It looks like the problem is coming from the WIB2TPHandler as part of the SWTPG. I will have a look and try to debug the issue

adam-abed-abud commented 1 year ago

By default, the software_tpg_threshold is set to 100. In case this value is too low, the number of TPs produced may be too much for the receiving sub-system. I have not seen that error from the TPHandler with the following config file (note that I turned off the connectivity service because it was not working for me in this simple setup)

{
  "boot": {
    "use_connectivity_service": false,
    "start_connectivity_service": false
  }, 
  "dataflow": {
      "apps": [
          { "app_name": "dataflow0" },
          { "app_name": "dataflow1" }
      ]
  },
  "readout": {
    "enable_software_tpg": true,
    "software_tpg_threshold": 500,
    "clock_speed_hz": 62500000,
    "data_rate_slowdown_factor": 10,
    "data_files": [
      {"detector_id": 3, "data_file": "asset://?label=DuneWIB&subsystem=readout"}
    ]
  },
  "trigger": {
    "enable_tpset_writing": true,
    "trigger_activity_config": {"prescale":1000},
    "trigger_window_before_ticks": 1000,
    "trigger_window_after_ticks": 1000,
    "trigger_rate_hz": 1.0
  }
}

I also looked into the output tpstream file to check if the values for channels, timestamp and adc looked reasonable. It seems that they are. Let me know if this works fine for you as well.

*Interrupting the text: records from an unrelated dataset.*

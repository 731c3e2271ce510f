//! Medical transcription jobs. Same lifecycle as the standard engine, with a
//! medical vocabulary, PHI labeling, and stricter input requirements.

mod requests;
mod types;

pub use requests::{
    DeleteMedicalTranscriptionJobRequest, GetMedicalTranscriptionJobRequest,
    GetMedicalTranscriptionJobResponse, ListMedicalTranscriptionJobsRequest,
    ListMedicalTranscriptionJobsResponse, StartMedicalTranscriptionJobRequest,
    StartMedicalTranscriptionJobResponse,
};
pub use types::{
    MedicalTranscript, MedicalTranscriptionJob, MedicalTranscriptionJobSummary,
    MedicalTranscriptionSetting,
};
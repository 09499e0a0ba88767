//! Shared types for the wallet guard: the ABI surface the guard decodes, the call and
//! relayed-transaction shapes, and the read-only view filters take of the trade registries.

pub mod abi;
pub mod calls;
pub mod facts;
pub mod relay;

pub use abi::{
    BuyRoute, IAugustusSwapper, IRelayModule, ITokenTransferProxy, Path, Route, Transaction, IERC20,
    ETH_TOKEN, PERCENT_BASE,
};
pub use calls::{batch_hash, Call};
pub use facts::TradeFacts;
pub use relay::{compose_nonce, nonce_timestamp, RelayedTransaction, SignerRequirement, SIGNATURE_LEN};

bieryAtFnal commented 1 year ago

Thanks, Adam, I've confirmed that the higher software_tpg_threshold eliminates those error messages.

Independent of that, I'd like to ask your advice on a different issue that happens when I stop and start multiple runs in the same DAQ session, using the daqconf.json file that you sent.

When I do that, I see messages like the following:

WARNING [void dunedaq::fdreadoutlibs::WIB2TPHandler::try_sending_tpsets(uint64_t) at /home/nfs/dunedaq/daqsw/04AprV4.0.0rc1Testing/sourcecode/fdreadoutlibs/include/fdreadoutlibs/wib2/WIB2TPHandler.hpp:96] Continuity of timestamps broken.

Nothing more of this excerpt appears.